The American Products Company was founded in 1907 by three brothers, Albert, Edgar and Clarence Mihalovitch (Albert later changed his surname to Mills), of Cincinnati, who hoped to capture the growing Midwestern consumer market (see “Cosmetics by the American products Company”, Collecting Vintage Compacts blog, January 2012). This catalogue promotes “Shopping in Your Own Home the Zanol Way”, and explains that “the Zanol plan affords you the opportunity of buying the finest products possible to produce, direct from the maker, delivered right to your home, absolutely fresh, unconditionally guaranteed... The complete Zanol line comprises more than 350 products... all of them made from the choicest ingredients in our sanitary, daylight Pure Food Kitchens and Laboratories, under the direction of skilled chemists, chefs, and dieticians”.
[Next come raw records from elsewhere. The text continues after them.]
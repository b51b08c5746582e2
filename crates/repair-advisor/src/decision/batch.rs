use super::domain::{DecisionInput, DecisionOutput, ItemType, Priority, ProblemType};
use super::DecisionEngine;
use serde::{Deserialize, Deserializer, Serialize};
use std::io::Read;
use std::str::FromStr;

/// One evaluated CSV line.
#[derive(Debug, Clone, PartialEq, Serialize, Deserialize)]
pub struct BatchRow {
    /// 1-based data line, excluding the header.
    pub line: usize,
    pub input: DecisionInput,
    pub output: DecisionOutput,
}

#[derive(Debug, thiserror::Error)]
pub enum BatchError {
    #[error("malformed CSV: {0}")]
    Csv(#[from] csv::Error),
    #[error("line {line}: invalid {field} '{value}'")]
    InvalidField {
        line: usize,
        field: &'static str,
        value: String,
    },
}

/// Evaluates every row of a CSV document with headers
/// `item_type,problem_type,budget_nok,time_days[,priority][,repairability_score]`.
pub fn evaluate_csv<R: Read>(
    engine: &DecisionEngine,
    reader: R,
) -> Result<Vec<BatchRow>, BatchError> {
    let mut csv_reader = csv::ReaderBuilder::new()
        .trim(csv::Trim::All)
        .flexible(true)
        .from_reader(reader);
    let mut rows = Vec::new();

    for (index, record) in csv_reader.deserialize::<CsvRow>().enumerate() {
        let line = index + 1;
        let input = record?.into_input(line)?;
        let output = engine.evaluate(&input);
        rows.push(BatchRow {
            line,
            input,
            output,
        });
    }

    Ok(rows)
}

#[derive(Debug, Deserialize)]
struct CsvRow {
    item_type: String,
    problem_type: String,
    budget_nok: f64,
    time_days: f64,
    #[serde(default, deserialize_with = "empty_string_as_none")]
    priority: Option<String>,
    #[serde(default, deserialize_with = "empty_string_as_none")]
    repairability_score: Option<String>,
}

impl CsvRow {
    fn into_input(self, line: usize) -> Result<DecisionInput, BatchError> {
        let item_type = parse_field::<ItemType>(line, "item_type", &self.item_type)?;
        let problem_type = parse_field::<ProblemType>(line, "problem_type", &self.problem_type)?;
        let priority = self
            .priority
            .as_deref()
            .map(|raw| parse_field::<Priority>(line, "priority", raw))
            .transpose()?;
        let model_repairability_score = self
            .repairability_score
            .as_deref()
            .map(|raw| parse_field::<f64>(line, "repairability_score", raw))
            .transpose()?;

        Ok(DecisionInput {
            item_type,
            problem_type,
            budget_nok: self.budget_nok,
            time_days: self.time_days,
            priority,
            model_repairability_score,
        })
    }
}

fn parse_field<T: FromStr>(line: usize, field: &'static str, raw: &str) -> Result<T, BatchError> {
    raw.trim().parse().map_err(|_| BatchError::InvalidField {
        line,
        field,
        value: raw.to_string(),
    })
}

fn empty_string_as_none<'de, D>(deserializer: D) -> Result<Option<String>, D::Error>
where
    D: Deserializer<'de>,
{
    let opt = Option::<String>::deserialize(deserializer)?;
    Ok(opt.filter(|value| !value.trim().is_empty()))
}

#[cfg(test)]
mod tests {
    use super::*;
    use crate::decision::Recommendation;

    #[test]
    fn evaluates_each_row_in_order() {
        let csv = "item_type,problem_type,budget_nok,time_days,priority,repairability_score\n\
phone,screen,3000,5,,\n\
clothing,zipper,500,7,save_impact,8\n";

        let rows = evaluate_csv(&DecisionEngine::default(), csv.as_bytes()).expect("batch runs");

        assert_eq!(rows.len(), 2);
        assert_eq!(rows[0].line, 1);
        assert_eq!(rows[0].input.priority, None);
        assert_eq!(rows[0].output.options.len(), 4);
        assert_eq!(rows[1].input.priority, Some(Priority::SaveImpact));
        assert_eq!(rows[1].input.model_repairability_score, Some(8.0));
    }

    #[test]
    fn batch_json_reads_back_into_rows() {
        let csv = "item_type,problem_type,budget_nok,time_days,priority\n\
laptop,screen,5000,7,balanced\n";
        let rows = evaluate_csv(&DecisionEngine::default(), csv.as_bytes()).expect("batch runs");

        let json = serde_json::to_string(&rows).expect("rows serialize");
        let parsed: Vec<BatchRow> = serde_json::from_str(&json).expect("rows deserialize");

        assert_eq!(parsed.len(), 1);
        assert_eq!(parsed[0].line, 1);
        assert_eq!(parsed[0].input, rows[0].input);
        assert_eq!(parsed[0].output.recommendation, rows[0].output.recommendation);
        assert_eq!(parsed[0].output.options.len(), 4);
    }

    #[test]
    fn optional_columns_may_be_omitted() {
        let csv = "item_type,problem_type,budget_nok,time_days\nlaptop,slow,2000,3\n";

        let rows = evaluate_csv(&DecisionEngine::default(), csv.as_bytes()).expect("batch runs");

        assert_eq!(rows.len(), 1);
        assert!(rows[0]
            .output
            .options
            .iter()
            .any(|option| option.kind == Recommendation::Repair));
    }

    #[test]
    fn unknown_item_reports_line_and_field() {
        let csv = "item_type,problem_type,budget_nok,time_days\n\
phone,screen,3000,5\n\
toaster,screen,300,2\n";

        match evaluate_csv(&DecisionEngine::default(), csv.as_bytes()) {
            Err(BatchError::InvalidField { line, field, value }) => {
                assert_eq!(line, 2);
                assert_eq!(field, "item_type");
                assert_eq!(value, "toaster");
            }
            other => panic!("expected invalid field, got {other:?}"),
        }
    }

    #[test]
    fn non_numeric_budget_is_a_csv_error() {
        let csv = "item_type,problem_type,budget_nok,time_days\nphone,screen,lots,5\n";

        let err = evaluate_csv(&DecisionEngine::default(), csv.as_bytes())
            .expect_err("budget must be numeric");
        assert!(matches!(err, BatchError::Csv(_)));
    }
}
use super::config::ConfidenceModel;
use super::domain::{
    ConfidenceLevel, DecisionInput, DecisionOption, DecisionOutput, DecisionStatus, PlanB,
    ReasonKey, Recommendation,
};
use super::reference::MatchLevel;

/// Signals feeding the confidence estimate.
#[derive(Debug, Clone, Copy, PartialEq)]
pub(crate) struct ConfidenceSignals {
    pub match_level: MatchLevel,
    pub risk: f64,
    pub high_risk_threshold: f64,
    pub repair_success: Option<f64>,
    pub repairability: Option<f64>,
    /// Utility of rank 1 minus rank 2.
    pub utility_gap: Option<f64>,
    pub status: DecisionStatus,
}

pub(crate) fn confidence_score(model: &ConfidenceModel, signals: &ConfidenceSignals) -> f64 {
    let mut score = match signals.match_level {
        MatchLevel::Exact => model.exact_base,
        MatchLevel::CategoryFallback => model.category_base,
        MatchLevel::GlobalFallback => model.global_base,
    };

    if signals.risk >= signals.high_risk_threshold {
        score -= model.high_risk_penalty;
    }
    if signals
        .repair_success
        .is_some_and(|success| success < model.low_success_threshold)
    {
        score -= model.low_success_penalty;
    }

    match signals.repairability {
        Some(value) if value >= model.repairability_high => score += model.repairability_adjustment,
        Some(value) if value <= model.repairability_low => score -= model.repairability_adjustment,
        _ => {}
    }

    if let Some(gap) = signals.utility_gap {
        if gap > model.clear_winner_gap {
            score += model.clear_winner_bonus;
        } else if gap < model.ambiguous_gap {
            score -= model.ambiguous_penalty;
        }
    }

    if signals.status == DecisionStatus::NotFullyFeasible {
        score -= model.infeasible_penalty;
    }

    score.clamp(0.0, 1.0)
}

pub(crate) fn overall_status(options: &[DecisionOption]) -> DecisionStatus {
    if options.iter().any(|option| option.feasible) {
        DecisionStatus::Feasible
    } else {
        DecisionStatus::NotFullyFeasible
    }
}

/// Fallback built from the top-ranked option when nothing is feasible.
pub(crate) fn plan_b(options: &[DecisionOption], status: DecisionStatus) -> Option<PlanB> {
    if status == DecisionStatus::Feasible {
        return None;
    }

    options.first().map(|top| PlanB {
        option: top.kind,
        budget_short: top.feasibility_status.is_budget_short(),
        time_short: top.feasibility_status.is_time_short(),
        budget_shortfall_nok: top.budget_shortfall_nok,
        time_shortfall_days: top.time_shortfall_days,
    })
}

/// Output returned when the reference table has no usable row.
pub(crate) fn no_data_output(input: &DecisionInput) -> DecisionOutput {
    DecisionOutput {
        recommendation: Recommendation::BuyUsed,
        reasons: vec![ReasonKey::BestOverall],
        options: Vec::new(),
        status: DecisionStatus::NotFullyFeasible,
        recommended_feasible: false,
        best_feasible_option: None,
        confidence: ConfidenceLevel::Low,
        confidence_score: 0.0,
        plan_b: Some(PlanB {
            option: Recommendation::BuyUsed,
            budget_short: input.sanitized_budget() < 1.0,
            time_short: input.sanitized_time() < 1.0,
            budget_shortfall_nok: None,
            time_shortfall_days: None,
        }),
    }
}

/// Assembles the final output from options already sorted by utility.
pub(crate) fn assemble_output(
    ranked: Vec<DecisionOption>,
    status: DecisionStatus,
    confidence_score: f64,
) -> DecisionOutput {
    let plan_b = plan_b(&ranked, status);
    let best_feasible_option = ranked
        .iter()
        .find(|option| option.feasible)
        .map(|option| option.kind);

    let (recommendation, reasons, recommended_feasible) = match ranked.first() {
        Some(top) => {
            let reasons = if top.reasons.is_empty() {
                vec![ReasonKey::BestOverall]
            } else {
                top.reasons.clone()
            };
            (top.kind, reasons, top.feasible)
        }
        None => (Recommendation::BuyUsed, vec![ReasonKey::BestOverall], false),
    };

    DecisionOutput {
        recommendation,
        reasons,
        options: ranked,
        status,
        recommended_feasible,
        best_feasible_option,
        confidence: ConfidenceLevel::from_score(confidence_score),
        confidence_score,
        plan_b,
    }
}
Advertised here are a wide array of consumables, with a focus on powders and syrups that could be shipped easily and would appeal to an emerging middle class who were time and money-conscious. For the kitchen there are food flavourings and colours, and numerous instant mixes for soft drinks, jams and jellies, icing, cakes, pies, and puddings. Among them are Ezemade pumpkin pie filling (”it is now possible to serve delicious pumpkin pie throughout the year”); Flakykrust instant pie crust; Mapelade instant maple syrup (”now you can afford delicious maple syrup whenever you want it”); and even Ezemade ice cream powder (”just add to a quart of milk and freeze”). The broad selection of home goods include medications and hygiene products, house cleaning and repair supplies, hot water bottles, paints, insecticide, and even a set of salt and pepper shakers. Perhaps the most appealing section is the beauty line, comprising soaps and toothpaste (”don’t envy pretty teeth - have them”); face and body powders; a variety of lotions including almond, lemon and witch hazel, cucumber and benzoine, and “dermaline of roses” (”keep the alluring charms of radiant youth”); shampoos, pomade, and hair tonics; cosmetics including powder compacts and tubes of lipstick; and perfumes, primarily their three main lines, La Bara (named after the silent film “vamp” Theda Bara, best known for playing Cleopatra), Fleur d’Orient, and Dream Girl. There are also a number of gift sets packaging perfumes, soaps and cosmetics, including a shaving kit for men, sets for new mothers, and an attractive La Barra manicure kit.
-
Edition A. Cincinnati, OH: The American Products Company, May, 1925.
Perfect bound (355 x 280 mm). Original brown wrappers printed in blue and cream, brown cloth backstrip. 78 pages, of which 16 are in full colour and the rest being uncoloured lithographs on single-colour backgrounds. With the original order form loosely inserted. Light rubbing at the extremities, small chips at the ends of the spine. A fresh copy in excellent condition.